The Kinetic Mechanism of Serpin-Proteinase Complex Formation: AN INTERMEDIATE BETWEEN THE MICHAELIS COMPLEX AND THE INHIBITED COMPLEX

Abstract

Serine proteinase inhibitors (serpins) form enzymatically inactive, 1:1 complexes (denoted E*I*) with their target proteinases that release free enzyme and cleaved inhibitor only very slowly. The mechanism of E*I* formation is incompletely understood and continues to be a source of controversy. Kinetic evidence exists that formation of E*I* proceeds via a Michaelis complex (E.I) and so involves at least two steps.
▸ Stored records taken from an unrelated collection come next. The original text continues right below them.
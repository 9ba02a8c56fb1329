//! appletdex binary entrypoint kept minimal. The interactive runtime lives in `app`.

mod app;

use std::fmt;
use std::sync::OnceLock;

use clap::Parser;

use appletdex::args::{Args, determine_log_level, process_args};
use appletdex::catalog::{Catalog, load_from_path};
use appletdex::theme::{Settings, logs_dir, settings};

/// Log line timestamp formatter.
struct AppletdexTimer;

impl tracing_subscriber::fmt::time::FormatTime for AppletdexTimer {
    fn format_time(&self, w: &mut tracing_subscriber::fmt::format::Writer<'_>) -> fmt::Result {
        w.write_str(&appletdex::util::log_timestamp())
    }
}

static LOG_GUARD: OnceLock<tracing_appender::non_blocking::WorkerGuard> = OnceLock::new();

/// What: Initialize tracing, writing to `~/.config/appletdex/logs/appletdex.log`.
///
/// Inputs:
/// - `level`: Default filter when `RUST_LOG` is unset.
///
/// Details:
/// - Falls back to a stderr logger when the log file cannot be opened.
fn init_logging(level: &str) {
    let mut log_path = logs_dir();
    log_path.push("appletdex.log");
    let env_filter = || {
        tracing_subscriber::EnvFilter::try_from_default_env()
            .unwrap_or_else(|_| tracing_subscriber::EnvFilter::new(level))
    };
    match std::fs::OpenOptions::new()
        .create(true)
        .append(true)
        .open(&log_path)
    {
        Ok(file) => {
            let (non_blocking, guard) = tracing_appender::non_blocking(file);
            tracing_subscriber::fmt()
                .with_env_filter(env_filter())
                .with_target(false)
                .with_ansi(false)
                .with_writer(non_blocking)
                .with_timer(AppletdexTimer)
                .init();
            let _ = LOG_GUARD.set(guard);
            tracing::info!(path = %log_path.display(), "logging initialized");
        }
        Err(e) => {
            tracing_subscriber::fmt()
                .with_env_filter(env_filter())
                .with_target(false)
                .with_ansi(true)
                .with_writer(std::io::stderr)
                .with_timer(AppletdexTimer)
                .init();
            tracing::warn!(error = %e, "failed to open log file; using stderr");
        }
    }
}

/// What: Resolve the catalog from the CLI flag, then settings, then the built-in data.
///
/// Inputs:
/// - `args`: Parsed arguments (`--catalog` wins over settings).
/// - `prefs`: User settings.
///
/// Output:
/// - Loaded catalog, or the loader error when an explicit file fails.
fn resolve_catalog(args: &Args, prefs: &Settings) -> Result<Catalog, appletdex::catalog::CatalogError> {
    match args.catalog.as_ref().or(prefs.catalog_path.as_ref()) {
        Some(path) => {
            let catalog = load_from_path(path)?;
            tracing::info!(path = %path.display(), entries = catalog.len(), "using catalog file");
            Ok(catalog)
        }
        None => Ok(Catalog::builtin()),
    }
}

fn main() {
    let args = Args::parse();
    let prefs = settings();
    init_logging(&determine_log_level(&args, &prefs.log_level));
    tracing::info!(version = env!("CARGO_PKG_VERSION"), "appletdex starting");

    let catalog = match resolve_catalog(&args, &prefs) {
        Ok(c) => c,
        Err(e) if args.is_cli_mode() => {
            eprintln!("appletdex: {e}");
            tracing::error!(error = %e, "failed to load catalog");
            std::process::exit(1);
        }
        Err(e) => {
            tracing::warn!(error = %e, "failed to load catalog; using built-in catalog");
            Catalog::builtin()
        }
    };

    let mut stdout = std::io::stdout().lock();
    match process_args(&args, &catalog, &mut stdout) {
        Ok(true) => {
            tracing::info!("appletdex exited");
            return;
        }
        Ok(false) => {}
        Err(e) => {
            eprintln!("appletdex: {e}");
            tracing::error!(error = %e, "failed to write output");
            std::process::exit(1);
        }
    }
    drop(stdout);

    if let Err(err) = app::run(catalog, &prefs) {
        eprintln!("appletdex: {err}");
        tracing::error!(error = ?err, "Application error");
        std::process::exit(1);
    }
    tracing::info!("appletdex exited");
}

#[cfg(test)]
mod tests {
    /// What: FormatTime impl writes a non-empty timestamp without panicking
    ///
    /// - Input: Tracing writer buffer
    /// - Output: Buffer receives some content
    #[test]
    fn appletdex_timer_formats_time_without_panic() {
        use tracing_subscriber::fmt::time::FormatTime;
        let mut buf = String::new();
        let mut writer = tracing_subscriber::fmt::format::Writer::new(&mut buf);
        let t = super::AppletdexTimer;
        let _ = t.format_time(&mut writer);
        assert!(!buf.is_empty());
    }

    #[test]
    /// What: `--catalog` overrides the settings path
    fn resolve_catalog_prefers_flag() {
        let dir = tempfile::tempdir().expect("tempdir");
        let p = dir.path().join("c.json");
        std::fs::write(&p, r#"[{"name": "only", "category": "Misc"}]"#).expect("write");
        let args = super::Args {
            catalog: Some(p),
            ..super::Args::default()
        };
        let prefs = super::Settings {
            catalog_path: Some(dir.path().join("missing.toml")),
            ..super::Settings::default()
        };
        let c = super::resolve_catalog(&args, &prefs).expect("load");
        assert_eq!(c.len(), 1);
        let builtin = super::resolve_catalog(&super::Args::default(), &super::Settings::default())
            .expect("builtin");
        assert_eq!(builtin.len(), 290);
    }
}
In this paper, we determine the rate of E*I* formation from alpha-chymotrypsin and alpha1-antichymotrypsin using two approaches: first, by stopped-flow spectrofluorometric monitoring of the fluorescent change resulting from reaction of alpha-chymotrypsin with a fluorescent derivative of alpha1-antichymotrypsin (derivatized at position P7 of the reactive center loop); and second, by a rapid mixing/quench approach and SDS-polyacrylamide gel electrophoresis analysis. In some cases, serpins are both substrates and inhibitors of the same enzyme. Our results indicate the presence of an intermediate between E.I and E*I* and suggest that the partitioning step between inhibitor and substrate pathways precedes P1-P1' cleavage.